BookmarkSubscribeRSS Feed

Alert on SAS Viya license expiry with Alertmanager

Started ‎11-03-2021 by
Modified ‎11-03-2021 by
Views 3,480

Alertmanager is the de-facto alerting solution that (along with Prometheus) forms part of the monitoring solution that is widely considered to be the industry standard. As highlighted in earlier posts, Alertmanager is deployed with SAS Viya Monitoring for Kubernetes and is primarily responsible for sending alerts when SAS Viya (and other) resources in the Kubernetes cluster aren't behaving as expected. When defined thresholds (based on metrics Prometheus has collected about things like resource consumption) are met, Alertmanager is notified, which is then tasked with sending notifications to appropriate channels. But Alertmanager isn't limited to working with Prometheus metrics. In fact, it has a REST API that can be used by any client to receive alerts and send notifications. In this post, we'll demonstrate one specific example; how to trigger alerts in Alertmanager when the SAS Viya license is approaching its expiration date.

 

At a high-level, this approach is made up of several components:

 

  • A sas-viya CLI command to query the license from the command line.
  • A simple script that compares the license expiry date to the current date. If the difference is less than thirty days, it sends a HTTP POST request to Alertmanager to trigger an alert.
  • A new Kubernetes CronJob that executes the script in a container on a defined schedule.
  • If necessary, updates to Alertmanager routing to ensure the alert notifications are sent via appropriate channels to the appropriate people.

 

The sas-viya CLI has a licenses plug-in which can display the expiry dates of each licensed product, along with warning and grace period dates. The following command extracts only the expiry date for Base SAS from the CLI command's output.

 

/opt/sas/viya/home/bin/sas-viya --output text licenses products list | awk '/^Base SAS/'| awk '{print $8}'

 

This command will be used in the shell script.

 

Remember that the CLI first requires a user token to be obtained, which can also be done in the script, thanks to the loginviauthinfo.py program from the pyviyatools project.

 

The script also needs to extract the current date and compare with the expiry date, which can be done by converting the two dates to seconds elapsed since UNIX epoch, and finding the difference. If the difference is less than 2,592,000 seconds (30 days), the alert condition is considered to have been met. To instruct Alertmanager to trigger the alert, a cURL command is used to send a REST API call containing the necessary alert attributes to Alertmanager. Note that there's also a v2 of the Alertmanager API, which has some added features and improvements that can make the example below more elegant.

 

tee /shared/gelcontent/batch/code/license-check.sh > /dev/null << EOF

#!/bin/bash

url='http://alertmanager.myserver.race.sas.com/api/v1/alerts'
thirtydays_s=2592000

# login to CLI 
/pyviyatools/loginviauthinfo.py  -f ~/.authinfo_sasboot

# store license expiry date in variable
echo "Checking license..."
licensedate=$(/opt/sas/viya/home/bin/sas-viya --output text licenses products list | awk '/^Base SAS/'| awk '{print $8}')
licensedate_s=$(date -d "$licensedate" "+%s")
echo "SAS license expiry date: " $licensedate

currdate=$(date +%F)
currdate_s=$(date -d "$currdate" "+%s")
echo "Today's date: " $currdate
diff_s=$(expr $licensedate_s - $currdate_s)
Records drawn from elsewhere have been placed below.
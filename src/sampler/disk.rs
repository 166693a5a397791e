//! `/proc/diskstats` parsing and derived per-device metrics.

use crate::sampler::SampleError;

/// Counters for one block device row of `/proc/diskstats`.
/// All time counters are cumulative milliseconds since boot.
#[derive(Debug, Clone, Default)]
pub struct DiskStats {
    pub device: String,
    pub reads_completed: u64,
    pub reads_merged: u64,
    pub sectors_read: u64,
    pub read_time_ms: u64,
    pub writes_completed: u64,
    pub writes_merged: u64,
    pub sectors_written: u64,
    pub write_time_ms: u64,
    pub io_in_progress: u64,
    pub io_time_ms: u64,
    pub weighted_io_time_ms: u64,
}

impl DiskStats {
    /// Find the row for `device` in `/proc/diskstats` content.
    /// Row format: `   8       0 sda 8043 1407 507920 6282 ...` (14+ fields).
    pub fn parse(diskstats: &str, device: &str) -> Result<Self, SampleError> {
        for line in diskstats.lines() {
            let fields: Vec<&str> = line.split_whitespace().collect();
            if fields.len() < 14 || fields[2] != device {
                continue;
            }
            let num = |i: usize| -> u64 { fields[i].parse().unwrap_or(0) };
            return Ok(DiskStats {
                device: device.to_string(),
                reads_completed: num(3),
                reads_merged: num(4),
                sectors_read: num(5),
                read_time_ms: num(6),
                writes_completed: num(7),
                writes_merged: num(8),
                sectors_written: num(9),
                write_time_ms: num(10),
                io_in_progress: num(11),
                io_time_ms: num(12),
                weighted_io_time_ms: num(13),
            });
        }
        Err(SampleError::DeviceNotFound(device.to_string()))
    }

    /// Mean milliseconds per completed read, cumulative since boot.
    /// Zero when no read has completed yet.
    pub fn read_await_ms(&self) -> f64 {
        if self.reads_completed == 0 {
            return 0.0;
        }
        self.read_time_ms as f64 / self.reads_completed as f64
    }

    /// Mean milliseconds per completed write, cumulative since boot.
    pub fn write_await_ms(&self) -> f64 {
        if self.writes_completed == 0 {
            return 0.0;
        }
        self.write_time_ms as f64 / self.writes_completed as f64
    }

    /// Device busy share, approximated as `io_time_ms / 1000` clamped to
    /// `[0, 100]`. The counter is cumulative, so the quotient only reads
    /// as a percentage at one-second sampling; kept as-is for parity with
    /// the historical behaviour of this metric.
    pub fn util_percent(&self) -> f64 {
        (self.io_time_ms as f64 / 1000.0).clamp(0.0, 100.0)
    }
}
use crate::metrics::MetricKind;
use std::collections::VecDeque;

/// Bounded rolling history of one scalar metric plus its running
/// population statistics.
///
/// The window holds at most `window` samples, oldest first. Appending to a
/// full window evicts the oldest sample. Mean and standard deviation are
/// recomputed over the retained contents on every append (population form,
/// divisor `n`).
#[derive(Debug)]
pub struct MetricSeries {
    kind: MetricKind,
    threshold: f64,
    history: VecDeque<f64>,
    window: usize,
    mean: f64,
    stddev: f64,
}

impl MetricSeries {
    pub fn new(kind: MetricKind, window: usize) -> Self {
        Self {
            kind,
            threshold: kind.static_threshold(),
            history: VecDeque::with_capacity(window),
            window,
            mean: 0.0,
            stddev: 0.0,
        }
    }

    pub fn kind(&self) -> MetricKind {
        self.kind
    }

    /// Static threshold for this metric; zero disables the threshold rule.
    pub fn threshold(&self) -> f64 {
        self.threshold
    }

    /// Add one sample, evicting the oldest if the window is full.
    pub fn append(&mut self, value: f64) {
        if self.history.len() == self.window {
            self.history.pop_front();
        }
        self.history.push_back(value);
        self.recompute_stats();
    }

    /// `(mean, stddev, n)` over the current window contents.
    /// Undefined (zeroes) while `n == 0`.
    pub fn statistics(&self) -> (f64, f64, usize) {
        (self.mean, self.stddev, self.history.len())
    }

    /// The most recently appended sample, if any.
    pub fn current(&self) -> Option<f64> {
        self.history.back().copied()
    }

    pub fn len(&self) -> usize {
        self.history.len()
    }

    pub fn is_empty(&self) -> bool {
        self.history.is_empty()
    }

    pub fn mean(&self) -> f64 {
        self.mean
    }

    pub fn stddev(&self) -> f64 {
        self.stddev
    }

    /// Samples in logical order, oldest first.
    pub fn samples(&self) -> impl Iterator<Item = f64> + '_ {
        self.history.iter().copied()
    }

    fn recompute_stats(&mut self) {
        let n = self.history.len();
        if n == 0 {
            self.mean = 0.0;
            self.stddev = 0.0;
            return;
        }
        let sum: f64 = self.history.iter().sum();
        let mean = sum / n as f64;
        let sq_sum: f64 = self.history.iter().map(|x| (x - mean) * (x - mean)).sum();
        self.mean = mean;
        // Population variance: divisor is n, not n - 1.
        self.stddev = (sq_sum / n as f64).sqrt();
    }
}

#[cfg(test)]
mod tests {
    use super::*;

    fn series(window: usize) -> MetricSeries {
        MetricSeries::new(MetricKind::CpuUsage, window)
    }

    #[test]
    fn empty_series_reports_zero_samples() {
        let s = series(10);
        let (_, _, n) = s.statistics();
        assert_eq!(n, 0);
        assert!(s.current().is_none());
    }

    #[test]
    fn history_length_is_min_of_window_and_appends() {
        let mut s = series(5);
        for i in 0..12 {
            s.append(i as f64);
            assert_eq!(s.len(), (i + 1).min(5));
        }
    }

    #[test]
    fn eviction_drops_oldest_and_preserves_order() {
        let mut s = series(3);
        for v in [1.0, 2.0, 3.0, 4.0] {
            s.append(v);
        }
        let contents: Vec<f64> = s.samples().collect();
        assert_eq!(contents, vec![2.0, 3.0, 4.0]);
        assert_eq!(s.current(), Some(4.0));
        assert_eq!(s.mean(), 3.0);
        assert!((s.stddev() - (2.0f64 / 3.0).sqrt()).abs() < 1e-12);
    }

    #[test]
    fn statistics_are_population_form() {
        let mut s = series(10);
        for v in [1.0, 2.0, 3.0, 4.0, 5.0] {
            s.append(v);
        }
        let (mean, stddev, n) = s.statistics();
        assert_eq!(n, 5);
        assert!((mean - 3.0).abs() < 1e-12);
        // Population variance of 1..=5 is 2.0.
        assert!((stddev * stddev - 2.0).abs() < 1e-12);
    }

    #[test]
    fn stats_track_window_contents_after_saturation() {
        let mut s = series(4);
        for v in 1..=20 {
            s.append(v as f64);
        }
        // Window holds [17, 18, 19, 20].
        let (mean, stddev, n) = s.statistics();
        assert_eq!(n, 4);
        assert!((mean - 18.5).abs() < 1e-12);
        assert!((stddev * stddev - 1.25).abs() < 1e-12);
        assert_eq!(s.samples().next(), Some(17.0));
    }

    #[test]
    fn window_of_one_always_holds_the_last_sample() {
        let mut s = series(1);
        s.append(7.0);
        s.append(9.0);
        assert_eq!(s.len(), 1);
        assert_eq!(s.current(), Some(9.0));
        assert_eq!(s.mean(), 9.0);
        assert_eq!(s.stddev(), 0.0);
    }
}
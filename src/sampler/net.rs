//! `/proc/net/dev` parsing.

use crate::sampler::SampleError;

/// Receive/transmit drop counters for one interface, cumulative since boot.
#[derive(Debug, Clone, Copy, Default, PartialEq, Eq)]
pub struct NetCounters {
    pub rx_dropped: u64,
    pub tx_dropped: u64,
}

impl NetCounters {
    /// Find the row for `interface` in `/proc/net/dev` content.
    ///
    /// Rows look like `eth0: 1296 9 0 4 0 0 0 0 354 6 0 2 0 0 0 0` after a
    /// two-line header; the first eight numbers are receive counters, the
    /// next eight transmit, with `drop` third in each group.
    pub fn parse(netdev: &str, interface: &str) -> Result<Self, SampleError> {
        for line in netdev.lines().skip(2) {
            let Some((name, counters)) = line.split_once(':') else {
                continue;
            };
            if name.trim() != interface {
                continue;
            }
            let fields: Vec<u64> = counters
                .split_whitespace()
                .map(|f| f.parse().unwrap_or(0))
                .collect();
            if fields.len() < 12 {
                return Err(SampleError::Malformed("short /proc/net/dev row"));
            }
            return Ok(NetCounters {
                rx_dropped: fields[3],
                tx_dropped: fields[11],
            });
        }
        Err(SampleError::InterfaceNotFound(interface.to_string()))
    }

    pub fn total_dropped(&self) -> u64 {
        self.rx_dropped + self.tx_dropped
    }

    /// Drops per second between `prev` and `self` over `elapsed_secs`.
    /// Zero when no time has elapsed or the counters moved backwards.
    pub fn dropped_per_sec(&self, prev: &NetCounters, elapsed_secs: f64) -> f64 {
        if elapsed_secs <= 0.0 {
            return 0.0;
        }
        let delta = self.total_dropped().saturating_sub(prev.total_dropped());
        delta as f64 / elapsed_secs
    }
}

#[cfg(test)]
mod tests {
    use super::*;

    const NETDEV: &str = "\
Inter-|   Receive                                                |  Transmit\n\
 face |bytes    packets errs drop fifo frame compressed multicast|bytes    packets errs drop fifo colls carrier compressed\n\
    lo:  500000    1000    0    0    0     0          0         0   500000    1000    0    0    0     0       0          0\n\
  eth0: 8000000   60000    2   40    0     0          0         0  2000000   30000    1   10    0     0       0          0\n";

    #[test]
    fn finds_the_interface_drop_counters() {
        let c = NetCounters::parse(NETDEV, "eth0").unwrap();
        assert_eq!(c.rx_dropped, 40);
        assert_eq!(c.tx_dropped, 10);
        assert_eq!(c.total_dropped(), 50);
    }

    #[test]
    fn loopback_row_does_not_match_eth0() {
        let c = NetCounters::parse(NETDEV, "lo").unwrap();
        assert_eq!(c.total_dropped(), 0);
    }

    #[test]
    fn missing_interface_is_an_error() {
        let err = NetCounters::parse(NETDEV, "wlan0").unwrap_err();
        assert!(matches!(err, SampleError::InterfaceNotFound(_)));
    }

    #[test]
    fn drop_rate_is_delta_over_elapsed() {
        let prev = NetCounters {
            rx_dropped: 10,
            tx_dropped: 5,
        };
        let now = NetCounters {
            rx_dropped: 40,
            tx_dropped: 15,
        };
        assert!((now.dropped_per_sec(&prev, 5.0) - 8.0).abs() < 1e-9);
        assert_eq!(now.dropped_per_sec(&prev, 0.0), 0.0);
        // Counter reset (reboot of the interface) reads as no drops.
        assert_eq!(prev.dropped_per_sec(&now, 5.0), 0.0);
    }
}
if [ "$diff_s" -le "$thirtydays_s" ]; then

  alertname="SAS license expiring"
  
  # send request
  curl -XPOST $url -d "[{ 
    \"status\": \"firing\",
    \"labels\": {
      \"alertname\": \"$alertname\",
      \"severity\":\"warning\",
      \"instance\": \"Gelcorp Dev environment\"
      },
    \"annotations\": {
      \"summary\": \"Base SAS license expiring within 30 days.\",
      \"runbook\": \"http://internal.gelcorp.com/wiki/alerts/license-expiry\"
    },
    \"generatorURL\": \"https://gelcorp.myserver.race.sas.com/SASEnvironmentManager/licenses\"
  }]"

  echo ""

fi
EOF

 

Ensure the script is executable by running:

 

chmod 755 /shared/gelcontent/batch/code/license-check.sh

The intention is to run this script inside a container on a daily schedule (at 2AM). To do so, a Kubernetes CronJob can be created as follows.

 

First, the Cronjob definition should be created in new YAML template. The definition should include a command to run the license-check.sh script created earlier. The CLI command in the script uses loginviauthinfo.py to authenticate, which needs access to the config file (config.json) and authentication token (credentials.json). These will also need to be copied to the container.

 

This particular environment has a dedicated namespace, "batchns", where this CronJob will run.

 

# set variables
export current_namespace=gelcorp
export SAS_CLI_PROFILE=${current_namespace}
export SSL_CERT_FILE=~/.certs/${current_namespace}_trustedcerts.pem
export REQUESTS_CA_BUNDLE=${SSL_CERT_FILE}
NODE1FQDN=$(hostname -f)
REGISTRY_NAME=myregistry.sas.com
IMAGE_TAG=${REGISTRY_NAME}/admin-toolkit/sasadmincli4:latest
echo ${NODE1FQDN}
echo ${IMAGE_TAG}

# change to deploy directory
cd ~/project/deploy/${current_namespace}/site-config/admincli

# copy necessary files
cp ~/.sas/config.json ~/project/deploy/${current_namespace}/site-config/admincli/
cp ~/.sas/credentials.json ~/project/deploy/${current_namespace}/site-config/admincli/
cp ~/.certs//${current_namespace}_trustedcerts.pem ~/project/deploy/${current_namespace}/site-config/admincli/trustedcerts.pem

# create yaml template
tee ~/project/deploy/${current_namespace}/site-config/admincli/cronlicensecheck.yaml > /dev/null << EOF
---
apiVersion: batch/v1beta1
kind: CronJob
metadata:
  name:  cronlicensecheck
spec:
  schedule: "0 2 * * *"
  jobTemplate:
    spec:
        template:
            spec:
              containers:
              - name: cronlicensecheck
                image: ${IMAGE_TAG}
                env:
                - name: SAS_CLI_PROFILE
                  value: "${current_namespace}"
                - name: SSL_CERT_FILE
                  value: /home/sas/.certs/trustedcerts.pem
                - name: REQUESTS_CA_BUNDLE
                  value: /home/sas/.certs/trustedcerts.pem
                command: ["/bin/sh"]
                args: ["-c", "/gelcontent/batch/code/license-check.sh"]
                volumeMounts:
                  - name: sas-viya-mycode-volume
                    mountPath: /gelcontent
                  - name: sas-cli-profile
                    mountPath: /home/sas/.sas/config.json
                    subPath: config.json
                  - name: secret-volume
                    mountPath: /home/sas/.sas/credentials.json
                    subPath: credentials.json
                  - name: cert-volume
                    mountPath: /home/sas/.certs/trustedcerts.pem
                    subPath: trustedcerts.pem
              volumes:
              - name: sas-viya-mycode-volume
                nfs:
                  server: ${NODE1FQDN}
                  path: "/shared/gelcontent"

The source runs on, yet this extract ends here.